Provided information>

=======

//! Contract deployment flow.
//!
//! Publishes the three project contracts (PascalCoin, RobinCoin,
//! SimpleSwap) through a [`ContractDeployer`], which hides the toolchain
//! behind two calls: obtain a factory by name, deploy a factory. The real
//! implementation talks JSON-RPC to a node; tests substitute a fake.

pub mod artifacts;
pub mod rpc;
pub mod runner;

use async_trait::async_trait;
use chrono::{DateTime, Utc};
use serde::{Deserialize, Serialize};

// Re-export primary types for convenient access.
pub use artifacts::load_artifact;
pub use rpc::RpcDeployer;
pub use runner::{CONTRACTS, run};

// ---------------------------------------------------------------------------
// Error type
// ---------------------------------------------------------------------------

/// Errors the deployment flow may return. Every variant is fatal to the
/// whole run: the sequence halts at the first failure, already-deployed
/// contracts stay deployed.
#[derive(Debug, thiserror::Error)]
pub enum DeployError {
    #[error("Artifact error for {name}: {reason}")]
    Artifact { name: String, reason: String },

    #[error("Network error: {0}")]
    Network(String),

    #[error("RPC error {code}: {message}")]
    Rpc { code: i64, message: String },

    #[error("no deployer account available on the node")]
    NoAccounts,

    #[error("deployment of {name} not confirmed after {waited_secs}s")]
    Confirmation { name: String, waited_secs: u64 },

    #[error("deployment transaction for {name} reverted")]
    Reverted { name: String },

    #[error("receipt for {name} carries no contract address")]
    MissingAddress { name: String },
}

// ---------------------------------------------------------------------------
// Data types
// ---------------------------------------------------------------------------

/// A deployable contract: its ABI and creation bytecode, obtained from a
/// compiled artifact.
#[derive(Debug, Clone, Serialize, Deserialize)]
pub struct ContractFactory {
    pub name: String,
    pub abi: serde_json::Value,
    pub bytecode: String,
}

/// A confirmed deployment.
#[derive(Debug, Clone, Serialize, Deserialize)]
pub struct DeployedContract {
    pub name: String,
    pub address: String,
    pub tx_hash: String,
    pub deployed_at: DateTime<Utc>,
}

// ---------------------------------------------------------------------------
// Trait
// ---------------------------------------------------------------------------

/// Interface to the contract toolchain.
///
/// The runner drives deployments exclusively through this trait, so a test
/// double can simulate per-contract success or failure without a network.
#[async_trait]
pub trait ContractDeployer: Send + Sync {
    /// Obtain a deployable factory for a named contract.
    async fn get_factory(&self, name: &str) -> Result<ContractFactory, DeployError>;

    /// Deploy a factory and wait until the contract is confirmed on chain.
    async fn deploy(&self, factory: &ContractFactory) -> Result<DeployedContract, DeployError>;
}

=======

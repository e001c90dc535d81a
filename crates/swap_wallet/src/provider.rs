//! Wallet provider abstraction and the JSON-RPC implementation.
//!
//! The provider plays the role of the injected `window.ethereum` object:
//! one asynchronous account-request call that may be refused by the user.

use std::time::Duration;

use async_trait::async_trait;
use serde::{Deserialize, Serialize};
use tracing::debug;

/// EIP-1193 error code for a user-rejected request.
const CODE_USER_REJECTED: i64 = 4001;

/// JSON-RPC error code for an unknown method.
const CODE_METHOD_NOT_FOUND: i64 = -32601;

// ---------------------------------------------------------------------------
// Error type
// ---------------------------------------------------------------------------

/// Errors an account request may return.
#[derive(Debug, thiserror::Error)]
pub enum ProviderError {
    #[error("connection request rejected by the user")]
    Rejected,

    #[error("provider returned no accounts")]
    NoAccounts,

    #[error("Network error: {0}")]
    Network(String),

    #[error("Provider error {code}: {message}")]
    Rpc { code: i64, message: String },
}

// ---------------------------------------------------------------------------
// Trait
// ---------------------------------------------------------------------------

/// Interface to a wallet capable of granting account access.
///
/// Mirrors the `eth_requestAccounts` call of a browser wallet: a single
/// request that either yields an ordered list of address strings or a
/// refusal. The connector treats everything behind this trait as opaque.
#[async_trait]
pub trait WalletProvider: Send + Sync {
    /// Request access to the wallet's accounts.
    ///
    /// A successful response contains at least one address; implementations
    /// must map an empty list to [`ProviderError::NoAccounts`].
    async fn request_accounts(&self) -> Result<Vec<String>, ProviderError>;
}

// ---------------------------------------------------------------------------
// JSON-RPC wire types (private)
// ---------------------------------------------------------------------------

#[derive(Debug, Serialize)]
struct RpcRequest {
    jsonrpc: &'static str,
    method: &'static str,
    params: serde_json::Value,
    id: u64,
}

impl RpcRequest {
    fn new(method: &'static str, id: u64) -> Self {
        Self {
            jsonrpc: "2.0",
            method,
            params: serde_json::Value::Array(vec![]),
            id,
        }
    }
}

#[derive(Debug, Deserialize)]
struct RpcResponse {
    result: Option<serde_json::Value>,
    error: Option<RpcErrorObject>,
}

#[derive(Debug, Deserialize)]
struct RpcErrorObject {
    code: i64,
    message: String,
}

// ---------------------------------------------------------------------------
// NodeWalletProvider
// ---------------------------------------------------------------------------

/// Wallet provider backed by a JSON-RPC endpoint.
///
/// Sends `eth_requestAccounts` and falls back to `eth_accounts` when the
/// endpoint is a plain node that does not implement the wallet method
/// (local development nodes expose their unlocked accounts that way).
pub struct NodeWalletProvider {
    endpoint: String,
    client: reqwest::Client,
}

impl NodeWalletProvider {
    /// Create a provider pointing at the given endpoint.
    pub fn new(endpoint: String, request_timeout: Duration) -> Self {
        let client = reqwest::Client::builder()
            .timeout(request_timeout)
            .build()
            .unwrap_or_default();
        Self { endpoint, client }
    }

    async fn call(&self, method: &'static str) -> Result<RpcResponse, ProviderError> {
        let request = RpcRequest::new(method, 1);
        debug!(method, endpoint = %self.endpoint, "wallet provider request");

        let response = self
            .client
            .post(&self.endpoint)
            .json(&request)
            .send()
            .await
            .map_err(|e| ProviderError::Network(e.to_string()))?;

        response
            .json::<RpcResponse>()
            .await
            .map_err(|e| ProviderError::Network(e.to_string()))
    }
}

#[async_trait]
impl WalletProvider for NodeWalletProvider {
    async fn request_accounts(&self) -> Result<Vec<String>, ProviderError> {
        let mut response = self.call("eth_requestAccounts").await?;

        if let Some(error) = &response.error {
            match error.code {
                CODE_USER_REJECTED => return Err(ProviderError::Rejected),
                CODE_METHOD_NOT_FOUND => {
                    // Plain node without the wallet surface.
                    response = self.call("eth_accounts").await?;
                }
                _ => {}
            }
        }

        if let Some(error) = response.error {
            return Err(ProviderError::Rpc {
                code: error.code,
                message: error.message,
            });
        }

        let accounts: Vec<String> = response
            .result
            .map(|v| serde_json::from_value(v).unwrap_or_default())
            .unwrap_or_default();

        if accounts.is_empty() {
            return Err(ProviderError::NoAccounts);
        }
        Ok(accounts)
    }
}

=======

Problem description> With "Option" as the word to match, copy each line of the records that has it.

Exercise solution>
    result: Option<serde_json::Value>,
    error: Option<RpcErrorObject>,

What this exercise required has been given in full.